Nous remarquons également de la paille…

Oui, il faut dire que j’ai essayé d’expérimenter des tiges de sissongho séchées, parce qu’il y’avait un problème de matériels. A un moment donné, il m’était difficile de me procurer du matériel venant d’Europe, alors je me suis dis, pourquoi toujours attendre le matériel venant de l’autre coté alors qu’avec le matériau local, je peux réaliser quelque chose d’extraordinaire qui ressemblerait encore plus au Cameroun, à l’Afrique et mettre encore plus en valeur sa culture, son art en particulier.

Qu’est ce que cela vous apporte t il en venant exposer ici ?

Déjà, je me fais plein de contacts, je me fais de la publicité et je profite des expositions pour vendre mes œuvres. Donc je suis triplement satisfait. Mais pour moi, le plus important, c’est les contacts.

Vous aviez remporté le 1er prix national du SIARC en 2008, qu’est ce que ça change en vous ?

Ça m’a permis d’évoluer dans mon travail. C’est vrai que financièrement, on ne peut pas dire que c’était ça…, les moyens étant très limités, mais cela ne n’empêche pas de travailler, parce que c’est dans la tête que ça se joue.

Quand vous n’êtes pas au SIARC, où pourrait-on vous rencontrer ?

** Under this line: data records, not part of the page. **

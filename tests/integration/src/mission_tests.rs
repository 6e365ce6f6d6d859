//! Scenario tests for day-to-day knowledge base maintenance
//!
//! Each test walks a realistic sequence of edits to `biased/docs/` and checks
//! what the knowledge base and its summary look like afterwards.

use std::fs;
use std::path::Path;
use std::sync::Mutex;

use async_trait::async_trait;
use biased_fs::NormalizedPath;
use biased_knowledge::{
    ChangeDetection, Error, Extractors, KnowledgeConfig, KnowledgeSync, PdfExtractor, Result,
    SyncOutcome, SyncSummary,
};
use biased_scaffold::{CommandRunner, ProjectKind, install_bdd};
use biased_test_utils::TestProject;
use biased_test_utils::fixtures::docx_bytes;
use pretty_assertions::assert_eq;

/// PDF extractor that reads the bytes as UTF-8 text.
struct TextPdf;

impl PdfExtractor for TextPdf {
    fn extract_text(&self, bytes: &[u8]) -> Result<String> {
        String::from_utf8(bytes.to_vec()).map_err(|e| Error::extraction("pdf", "<memory>", e))
    }
}

fn run(project: &TestProject, extractors: Extractors) -> SyncSummary {
    let engine = KnowledgeSync::new(NormalizedPath::new(project.root()))
        .unwrap()
        .with_extractors(extractors);
    match engine.run().unwrap() {
        SyncOutcome::Completed(summary) => summary,
        other => panic!("expected a completed run, got {other:?}"),
    }
}

fn age_all_docs(project: &TestProject) {
    for entry in walk(&project.path("biased/docs")) {
        let relative = entry
            .strip_prefix(project.root())
            .unwrap()
            .to_string_lossy()
            .replace('\\', "/");
        project.age(&relative, 120);
    }
}

fn walk(dir: &Path) -> Vec<std::path::PathBuf> {
    let mut files = Vec::new();
    for entry in fs::read_dir(dir).unwrap() {
        let path = entry.unwrap().path();
        if path.is_dir() {
            files.extend(walk(&path));
        } else {
            files.push(path);
        }
    }
    files
}

#[test]
fn mission_mixed_document_library() {
    let project = TestProject::new();
    project.write_doc("contracts/msa.pdf", "Master services agreement");
    project.write_doc("brief.docx", docx_bytes(&["Quarterly brief", "Revenue up"]));
    project.write_doc("notes.md", "# Notes");
    project.write_doc("diagram.svg", "<svg/>");
    age_all_docs(&project);

    let summary = run(&project, Extractors::default().with_pdf(TextPdf));

    assert_eq!(summary.created, 4);
    assert_eq!(
        summary.files,
        vec![
            "brief.docx.md",
            "contracts/msa.pdf.md",
            "diagram.svg.md",
            "notes.md.md",
        ]
    );
    project.assert_file_contains("biased/knowledge/contracts/msa.pdf.md", "Master services");
    project.assert_file_contains("biased/knowledge/brief.docx.md", "Revenue up");
    project.assert_file_contains("biased/knowledge/diagram.svg.md", "image/svg+xml");
}

#[test]
fn mission_document_lifecycle() {
    let project = TestProject::new();
    project.write_doc("a.txt", "v1");
    project.write_doc("b.txt", "keep");
    age_all_docs(&project);

    let first = run(&project, Extractors::default());
    assert_eq!((first.created, first.updated, first.deleted), (2, 0, 0));

    // Edit a.txt after its artifact was written; remove b.txt
    project.write_doc("a.txt", "v2");
    let artifact_time = fs::metadata(project.path("biased/knowledge/a.txt.md"))
        .unwrap()
        .modified()
        .unwrap();
    project.set_mtime(
        "biased/docs/a.txt",
        artifact_time + std::time::Duration::from_secs(2),
    );
    fs::remove_file(project.path("biased/docs/b.txt")).unwrap();

    let second = run(&project, Extractors::default());
    assert_eq!((second.created, second.updated, second.deleted), (0, 1, 1));
    project.assert_file_contains("biased/knowledge/a.txt.md", "v2");
    project.assert_file_not_exists("biased/knowledge/b.txt.md");

    let summary_md = project.read("biased/knowledge/summary.md");
    assert!(summary_md.contains("- **Updated**: 1"));
    assert!(summary_md.contains("- **Deleted**: 1"));
}

#[test]
fn mission_checksum_mode_survives_a_checkout() {
    let project = TestProject::new();
    project.write_doc("policy.md", "Same text");
    let root = NormalizedPath::new(project.root());
    let config = KnowledgeConfig {
        change_detection: ChangeDetection::Checksum,
        ..KnowledgeConfig::default()
    };

    KnowledgeSync::with_config(root.clone(), config.clone())
        .run()
        .unwrap();
    // A fresh checkout rewrites every mtime without changing content
    project.set_mtime(
        "biased/docs/policy.md",
        std::time::SystemTime::now() + std::time::Duration::from_secs(600),
    );
    let outcome = KnowledgeSync::with_config(root, config).run().unwrap();

    match outcome {
        SyncOutcome::Completed(summary) => assert_eq!(summary.skipped, 1),
        other => panic!("expected a completed run, got {other:?}"),
    }
}

struct NoopRunner(Mutex<usize>);

#[async_trait]
impl CommandRunner for NoopRunner {
    async fn run(
        &self,
        _program: &str,
        _args: &[&str],
        _cwd: &Path,
    ) -> biased_scaffold::Result<bool> {
        *self.0.lock().unwrap() += 1;
        Ok(true)
    }
}

#[tokio::test]
async fn mission_bdd_setup_for_python_service() {
    let project = TestProject::new();
    project.write("pyproject.toml", "[project]\nname = \"svc\"\n");
    project.write_valid_framework();
    let runner = NoopRunner(Mutex::new(0));

    let report = install_bdd(project.root(), &runner).await.unwrap();

    assert_eq!(report.kind, ProjectKind::Python);
    assert!(report.success);
    assert_eq!(*runner.0.lock().unwrap(), 1);
}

Je suis pour l’instant dans un petit village appelé Nyom II. Mais je suis aussi en pleine recherche d’un emplacement dans la ville de Yaoundé, l’idéal serait que je trouve un endroit où du mode se rencontre. Je souhaite vraiment que le Ministre des PME et de l’économie sociale et de l’artisanat, et le Ministre des Arts et de la Culture nous trouvent des emplacements permanents, où nous pourrions installer nos stands et exposer nos œuvres. Vraiment, c’est des cris de détresses que je leur envoie.

En attendant votre établissement dans la capitale, quels sont les contacts par lesquels on pourrait vous joindre à tout moment ?

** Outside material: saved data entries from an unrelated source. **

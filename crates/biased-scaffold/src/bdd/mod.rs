//! BDD framework installation
//!
//! The project type is read from marker files in the project root, then the
//! matching package manager is invoked through a [`CommandRunner`].

mod detect;
mod installer;
mod runner;

pub use detect::ProjectKind;
pub use installer::{InstallCommand, InstallReport, install_bdd};
pub use runner::{CommandRunner, TokioRunner};
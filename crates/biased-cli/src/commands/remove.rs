//! Remove command implementation

use std::fs;
use std::path::Path;

use colored::Colorize;
use dialoguer::Confirm;

use biased_fs::ProjectPath;

use crate::error::Result;

/// Run the remove command
pub fn run_remove(path: &Path, yes: bool) -> Result<()> {
    let framework_dir = path.join(ProjectPath::Root.as_str());

    if !framework_dir.exists() {
        println!(
            "{} No BIASED framework found in this directory.",
            "WARN".yellow().bold()
        );
        return Ok(());
    }

    let proceed = yes
        || Confirm::new()
            .with_prompt("Remove the biased/ directory and everything in it?")
            .default(false)
            .interact()?;
    if !proceed {
        println!("Remove cancelled.");
        return Ok(());
    }

    fs::remove_dir_all(&framework_dir)?;
    println!("{} BIASED framework removed.", "OK".green().bold());
    Ok(())
}
//! Knowledge base synchronization for the BIASED toolkit
//!
//! Converts the documents under `biased/docs/` into a normalized markdown
//! knowledge base under `biased/knowledge/`:
//!
//! - **Format dispatch**: every source file maps to one [`FormatKind`]
//! - **Converters**: text passthrough, spreadsheet tables, binary metadata
//!   stubs and rich-document text extraction
//! - **Change detection**: timestamp or checksum freshness per artifact
//! - **Reconciliation**: artifacts without a source are deleted
//! - **Summary**: `summary.md` is regenerated on every run
//!
//! # Architecture
//!
//! ```text
//!             KnowledgeSync (engine)
//!                     |
//!     +---------+-----+------+----------+
//!     |         |            |          |
//!   walker   detect      convert     summary
//!                            |
//!                   FormatKind + Extractors
//! ```

pub mod config;
pub mod convert;
pub mod detect;
pub mod document;
pub mod engine;
pub mod error;
pub mod extract;
pub mod format;
pub mod summary;
pub mod walker;

pub use config::KnowledgeConfig;
pub use detect::{ChangeDetection, Freshness};
pub use document::SourceDocument;
pub use engine::{KnowledgeSync, SyncOutcome};
pub use error::{Error, Result};
pub use extract::{
    CalamineReader, DocxExtractor, Extractors, PdfExtractor, PdfTextExtractor, Sheet,
    WordExtractor, WorkbookReader,
};
pub use format::FormatKind;
pub use summary::{FailedConversion, SyncSummary};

Je réponds au 77 44 77 26 Tabs « le Negro », bien connu dans la ville de Yaoundé.

Pourrait-on avoir une estimation relativement aux prix de vos œuvres ?

Tout le monde peut s’offrir les œuvres de Tabs. Les prix sont très abordables. Vous retrouverez facilement des tableaux de 5000frs, comme ceux de 50.000frs ou 1.000.000frs. Tout dépend de la qualité de l’œuvre ou des attentes du client. Chez Tabs, c’est la qualité.